Interdisciplinary Approach
The CU team was one of four in the United States that received funding awards from the federal Advanced Research Projects Agency for Health, or ARPA-H. The CU-based group will focus on achieving the first-ever vision-restoring eye transplant by using "novel stem cell and bioelectronic technologies," according to a news release announcing the funding.
Collaboration and Competition
The four teams that received the funding will work alongside each other on distinct approaches, though officials said the teams would likely collaborate and eventually may merge depending on which research avenues show the most promise toward achieving the ultimate goal of transplanting an eye and curing blindness.
Challenges and Opportunities
To succeed, researchers must successfully remove and preserve eyes from donors and then successfully connect and repair the optical nerve, which takes information from the eye and tells the brain what the eye sees. A team at New York University performed a full eye transplant on a human patient in November 2023, though the procedure — while a "remarkable achievement," Pelaez said — did not restore the patient’s vision.
Current Progress
The CU team has already completed the eye transplant procedure — albeit without vision restoration — in rats. The team will next work on large animals to advance "optic nerve regenerative strategies," as well as to study immunosuppression, which is critical to ensuring that patients’ immune systems don’t reject a donated organ.
Conclusion
The effort to cure blindness is a monumental task that has the potential to unlock deeper discoveries about repairing damage to the brain and spine, as well as addressing hearing loss. With $46 million in federal funding and a team of interdisciplinary researchers, the CU Anschutz Medical Campus is poised to make significant progress toward achieving this goal.
FAQs
Q: What is the goal of the ARPA-H funding?

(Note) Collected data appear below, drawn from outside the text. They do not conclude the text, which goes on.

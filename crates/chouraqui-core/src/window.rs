//! The chapter window: a contiguous run of loaded chapters that grows at
//! either end as the reader scrolls.
//!
//! Growth is split into two steps so the store never holds a borrow across an
//! await point. `begin_grow_*` checks the preconditions, raises the in-flight
//! flag and hands back a [`FetchRequest`]; the runtime performs the fetch and
//! feeds the result to [`ChapterWindowStore::complete_grow`], which splices the
//! chapter in and always clears the flag.
//!
//! Every request carries the epoch of the window it was issued for. A reset
//! bumps the epoch, so completions that arrive for a previous book or seed
//! chapter are dropped instead of corrupting the new window.

use crate::model::{BookNumber, ChapterData};
use crate::wire::ChapterPayload;
use std::collections::VecDeque;
use std::fmt::Display;
use tracing::{debug, info, warn};

#[derive(Debug, Clone, Copy, PartialEq, Eq, Hash)]
pub enum GrowDirection {
    Forward,
    Backward,
}

impl Display for GrowDirection {
    fn fmt(&self, f: &mut std::fmt::Formatter<'_>) -> std::fmt::Result {
        match self {
            GrowDirection::Forward => write!(f, "forward"),
            GrowDirection::Backward => write!(f, "backward"),
        }
    }
}

/// A chapter fetch the runtime must perform on behalf of the store.
#[derive(Debug, Clone, Copy, PartialEq, Eq)]
pub struct FetchRequest {
    pub direction: GrowDirection,
    pub book: BookNumber,
    pub chapter: u32,
    epoch: u64,
}

/// Why a grow trigger did not start a fetch. None of these are errors.
#[derive(Debug, Clone, Copy, PartialEq, Eq)]
pub enum GrowSkip {
    /// A fetch in the same direction is still outstanding.
    InFlight,
    /// The window already reaches chapter 1 or the book's last chapter.
    AtBoundary,
    /// Backward growth is held until the initial scroll has settled.
    NotPermitted,
}

/// Result of applying a fetch completion.
#[derive(Debug, Clone, Copy, PartialEq, Eq)]
pub enum GrowOutcome {
    Appended(u32),
    Prepended(u32),
    /// The fetch failed; the window is unchanged.
    Failed,
    /// The fetch succeeded but the chapter had no verses.
    EmptyChapter,
    /// The completion belongs to a window that has since been reset.
    Stale,
}

#[derive(Debug, Clone)]
pub struct ChapterWindowStore {
    book: BookNumber,
    max_chapter: u32,
    chapters: VecDeque<ChapterData>,
    growing_forward: bool,
    growing_backward: bool,
    epoch: u64,
}

impl ChapterWindowStore {
    pub fn new(book: BookNumber, seed: ChapterData, max_chapter: u32) -> Self {
        let mut store = Self {
            book,
            max_chapter,
            chapters: VecDeque::new(),
            growing_forward: false,
            growing_backward: false,
            epoch: 0,
        };
        store.reset(book, seed, max_chapter);
        store
    }

    /// Replace the whole window with a single seed chapter.
    ///
    /// Used on fresh navigation only. Pagination never calls this.
    pub fn reset(&mut self, book: BookNumber, seed: ChapterData, max_chapter: u32) {
        self.epoch = self.epoch.wrapping_add(1);
        debug!(
            book,
            chapter = seed.chapter,
            max_chapter,
            epoch = self.epoch,
            "Reset chapter window"
        );
        self.book = book;
        self.max_chapter = max_chapter.max(seed.chapter);
        self.chapters.clear();
        self.chapters.push_back(seed);
        self.growing_forward = false;
        self.growing_backward = false;
    }

    pub fn book(&self) -> BookNumber {
        self.book
    }

    pub fn max_chapter(&self) -> u32 {
        self.max_chapter
    }

    pub fn chapters(&self) -> impl Iterator<Item = &ChapterData> {
        self.chapters.iter()
    }

    pub fn chapter_numbers(&self) -> Vec<u32> {
        self.chapters.iter().map(|c| c.chapter).collect()
    }

    pub fn chapter(&self, chapter: u32) -> Option<&ChapterData> {
        let first = self.first_chapter();
        let idx = chapter.checked_sub(first)? as usize;
        self.chapters.get(idx)
    }

    pub fn len(&self) -> usize {
        self.chapters.len()
    }

    pub fn is_empty(&self) -> bool {
        self.chapters.is_empty()
    }

    pub fn first_chapter(&self) -> u32 {
        self.chapters.front().map(|c| c.chapter).unwrap_or(1)
    }

    pub fn last_chapter(&self) -> u32 {
        self.chapters.back().map(|c| c.chapter).unwrap_or(1)
    }

    pub fn has_next(&self) -> bool {
        self.last_chapter() < self.max_chapter
    }

    pub fn has_previous(&self) -> bool {
        self.first_chapter() > 1
    }

    pub fn is_growing(&self, direction: GrowDirection) -> bool {
        match direction {
            GrowDirection::Forward => self.growing_forward,
            GrowDirection::Backward => self.growing_backward,
        }
    }

    pub fn begin_grow_forward(&mut self) -> Result<FetchRequest, GrowSkip> {
        if self.growing_forward {
            return Err(GrowSkip::InFlight);
        }
        if !self.has_next() {
            return Err(GrowSkip::AtBoundary);
        }
        self.growing_forward = true;
        Ok(self.request(GrowDirection::Forward, self.last_chapter() + 1))
    }

    /// `permitted` is the scroll coordinator's gate on backward loading.
    pub fn begin_grow_backward(&mut self, permitted: bool) -> Result<FetchRequest, GrowSkip> {
        if self.growing_backward {
            return Err(GrowSkip::InFlight);
        }
        if !self.has_previous() {
            return Err(GrowSkip::AtBoundary);
        }
        if !permitted {
            return Err(GrowSkip::NotPermitted);
        }
        self.growing_backward = true;
        Ok(self.request(GrowDirection::Backward, self.first_chapter() - 1))
    }

    pub fn begin_grow(
        &mut self,
        direction: GrowDirection,
        backward_permitted: bool,
    ) -> Result<FetchRequest, GrowSkip> {
        match direction {
            GrowDirection::Forward => self.begin_grow_forward(),
            GrowDirection::Backward => self.begin_grow_backward(backward_permitted),
        }
    }

    fn request(&self, direction: GrowDirection, chapter: u32) -> FetchRequest {
        debug!(
            book = self.book,
            chapter,
            %direction,
            epoch = self.epoch,
            "Requesting chapter"
        );
        FetchRequest {
            direction,
            book: self.book,
            chapter,
            epoch: self.epoch,
        }
    }

    /// Apply a fetch completion. The direction's flag is cleared whatever the
    /// outcome, unless the request is stale.
    pub fn complete_grow<E: Display>(
        &mut self,
        request: FetchRequest,
        result: Result<ChapterPayload, E>,
    ) -> GrowOutcome {
        if request.epoch != self.epoch {
            debug!(
                book = request.book,
                chapter = request.chapter,
                direction = %request.direction,
                "Dropping completion for a previous window"
            );
            return GrowOutcome::Stale;
        }

        match request.direction {
            GrowDirection::Forward => self.growing_forward = false,
            GrowDirection::Backward => self.growing_backward = false,
        }

        let payload = match result {
            Ok(payload) => payload,
            Err(err) => {
                warn!(
                    book = request.book,
                    chapter = request.chapter,
                    direction = %request.direction,
                    "Failed to fetch chapter: {err}"
                );
                return GrowOutcome::Failed;
            }
        };

        if payload.primary_verses.is_empty() {
            warn!(
                book = request.book,
                chapter = request.chapter,
                max_chapter = self.max_chapter,
                direction = %request.direction,
                "Chapter expected from metadata came back without verses"
            );
            return GrowOutcome::EmptyChapter;
        }

        let data = ChapterData::new(
            request.chapter,
            payload.primary_verses,
            payload.secondary_verses,
        );
        match request.direction {
            GrowDirection::Forward if request.chapter == self.last_chapter() + 1 => {
                self.chapters.push_back(data);
                info!(
                    book = self.book,
                    chapter = request.chapter,
                    loaded = self.chapters.len(),
                    "Appended chapter"
                );
                GrowOutcome::Appended(request.chapter)
            }
            GrowDirection::Backward if request.chapter + 1 == self.first_chapter() => {
                self.chapters.push_front(data);
                info!(
                    book = self.book,
                    chapter = request.chapter,
                    loaded = self.chapters.len(),
                    "Prepended chapter"
                );
                GrowOutcome::Prepended(request.chapter)
            }
            _ => {
                // Single-flight per direction plus the epoch check make this
                // unreachable; keep contiguity regardless.
                warn!(
                    chapter = request.chapter,
                    first = self.first_chapter(),
                    last = self.last_chapter(),
                    "Discarding non-adjacent chapter"
                );
                GrowOutcome::Stale
            }
        }
    }
}
#[tokio::test]
async fn test_wrong_guess_result_goes_to_guesser_only() {
    let addr = start().await;
    let (mut host, mut guest, code) = seated_pair(&addr).await;
    start_round(&mut host, &mut guest, &code, GameSettings::default())
        .await;

    send(
        &mut host,
        &ClientEvent::MakeGuess {
            code: code.clone(),
            character: character(9, "Person 9"),
        },
    )
    .await;

    // Guesser: guess_result, then the divider, then the turn change.
    assert!(matches!(
        recv(&mut host).await,
        ServerEvent::GuessResult {
            is_correct: false,
            character_id: 9
        }
    ));
    assert!(matches!(
        recv(&mut host).await,
        ServerEvent::ReceiveMessage {
            entry: ChatEntry::Divider { .. }
        }
    ));
    let ServerEvent::RoomUpdated { room } = recv(&mut host).await else {
        panic!("expected room_updated");
    };
    assert_eq!(room.turn, 1);

    // Opponent: never a guess_result — divider first.
    assert!(matches!(
        recv(&mut guest).await,
        ServerEvent::ReceiveMessage {
            entry: ChatEntry::Divider { .. }
        }
    ));
    assert!(matches!(
        recv(&mut guest).await,
        ServerEvent::RoomUpdated { .. }
    ));
}

#[tokio::test]
async fn test_guess_limit_exhaustion_ends_round() {
    let addr = start().await;
    let (mut host, mut guest, code) = seated_pair(&addr).await;
    let room = start_round(
        &mut host,
        &mut guest,
        &code,
        GameSettings {
            turn_time_limit_secs: None,
            guess_limit: Some(1),
        },
    )
    .await;
    let guest_id = room.players[1].id;

    send(
        &mut host,
        &ClientEvent::MakeGuess {
            code: code.clone(),
            character: character(9, "Person 9"),
        },
    )
    .await;

    assert!(matches!(
        recv(&mut host).await,
        ServerEvent::GuessResult { .. }
    ));
    assert!(matches!(
        recv(&mut host).await,
        ServerEvent::ReceiveMessage { .. }
    ));
    let ServerEvent::GameOver { room } = recv(&mut host).await else {
        panic!("expected game_over");
    };
    let result = room.result.expect("result present");
    assert_eq!(result.winner, guest_id);
    assert!(result.reason.unwrap().contains("guesses"));
}

#[tokio::test]
async fn test_turn_timer_expiry_force_advances_the_turn() {
    let addr = start().await;
    let (mut host, mut guest, code) = seated_pair(&addr).await;
    start_round(
        &mut host,
        &mut guest,
        &code,
        GameSettings {
            turn_time_limit_secs: Some(1),
            guess_limit: None,
        },
    )
    .await;

    // Nobody acts. After the limit the server force-advances the turn
    // with a system divider naming the new active player.
    let ServerEvent::ReceiveMessage {
        entry: ChatEntry::Divider { text, .. },
    } = recv(&mut guest).await
    else {
        panic!("expected the time's-up divider");
    };
    assert!(text.contains("Time's up"));
    assert!(text.contains("bob"));

    let ServerEvent::RoomUpdated { room } = recv(&mut guest).await else {
        panic!("expected room_updated");
    };
    assert_eq!(room.turn, 1);
    assert_eq!(room.phase, Phase::Playing);
}

// =========================================================================
// Chat, filtering, rate limiting
// =========================================================================

#[tokio::test]
async fn test_chat_profanity_redacted_for_everyone() {
    let addr = start().await;
    let (mut host, mut guest, code) = seated_pair(&addr).await;

    send(
        &mut host,
        &ClientEvent::SendMessage {
            code,
            text: "this is abuse".into(),
        },
    )
    .await;

    for ws in [&mut host, &mut guest] {
        let ServerEvent::ReceiveMessage {
            entry: ChatEntry::Message { text, sender_name, .. },
        } = recv(ws).await
        else {
            panic!("expected chat message");
        };
        assert_eq!(text, "this is *****");
        assert_eq!(sender_name, "alice");
    }
}

#[tokio::test]
async fn test_chat_rate_limit_drops_rapid_messages_silently() {
    let addr = start().await;
    let (mut host, mut guest, code) = seated_pair(&addr).await;

    // Two back-to-back messages: the second lands inside the 1s chat
    // cooldown and is dropped without an error event.
    send(
        &mut host,
        &ClientEvent::SendMessage {
            code: code.clone(),
            text: "one".into(),
        },
    )
    .await;
    send(
        &mut host,
        &ClientEvent::SendMessage {
            code: code.clone(),
            text: "two".into(),
        },
    )
    .await;
    tokio::time::sleep(Duration::from_millis(1100)).await;
    send(
        &mut host,
        &ClientEvent::SendMessage {
            code: code.clone(),
            text: "three".into(),
        },
    )
    .await;

    let mut texts = Vec::new();
    for _ in 0..2 {
        let ServerEvent::ReceiveMessage {
            entry: ChatEntry::Message { text, .. },
        } = recv(&mut guest).await
        else {
            panic!("expected chat message");
        };
        texts.push(text);
    }
    assert_eq!(texts, vec!["one", "three"]);
}

#[tokio::test]
async fn test_typing_indicator_reaches_opponent() {
    let addr = start().await;
    let (mut host, mut guest, code) = seated_pair(&addr).await;

    send(&mut host, &ClientEvent::Typing { code: code.clone() }).await;
    assert!(matches!(
        recv(&mut guest).await,
        ServerEvent::OpponentTyping
    ));

    // 200ms cooldown, then the stop event follows.
    tokio::time::sleep(Duration::from_millis(250)).await;
    send(&mut host, &ClientEvent::StopTyping { code }).await;
    assert!(matches!(
        recv(&mut guest).await,
        ServerEvent::OpponentStopTyping
    ));
}

#[tokio::test]
async fn test_report_user_is_swallowed_by_the_collaborator() {
    let addr = start().await;
    let (mut host, mut guest, code) = seated_pair(&addr).await;

    send(
        &mut host,
        &ClientEvent::ReportUser {
            code: code.clone(),
            message: "rude messages".into(),
            reporter_name: "alice".into(),
        },
    )
    .await;

    // No in-room effect: the next thing either player sees is ordinary
    // room traffic.
    send(&mut guest, &ClientEvent::SendMessage { code, text: "hi".into() })
        .await;
    assert!(matches!(
        recv(&mut host).await,
        ServerEvent::ReceiveMessage { .. }
    ));
}

// =========================================================================
// Leaving, disconnecting, reconnecting
// =========================================================================

#[tokio::test]
async fn test_leave_terminates_room_for_the_other_player() {
    let addr = start().await;
    let (mut host, mut guest, code) = seated_pair(&addr).await;

    send(&mut guest, &ClientEvent::LeaveRoom { code }).await;

    let ServerEvent::RoomTerminated { reason } = recv(&mut host).await
    else {
        panic!("expected room_terminated");
    };
    assert!(reason.contains("bob"));
    assert!(reason.contains("quit"));
}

A: The goal is to cure blindness by achieving the first-ever vision-restoring eye transplant using novel stem cell and bioelectronic technologies.
Q: How much funding will the CU team receive?
A: The CU team will receive as much as $46 million in federal funding over the next five years.
Q: What is the significance of this research?
A: If successful, this research could unlock deeper discoveries about repairing damage to the brain and spine, as well as addressing hearing loss.
Q: What is the current progress of the research?
A: The CU team has already completed the eye transplant procedure in rats and will next work on large animals to advance optic nerve regenerative strategies and study immunosuppression.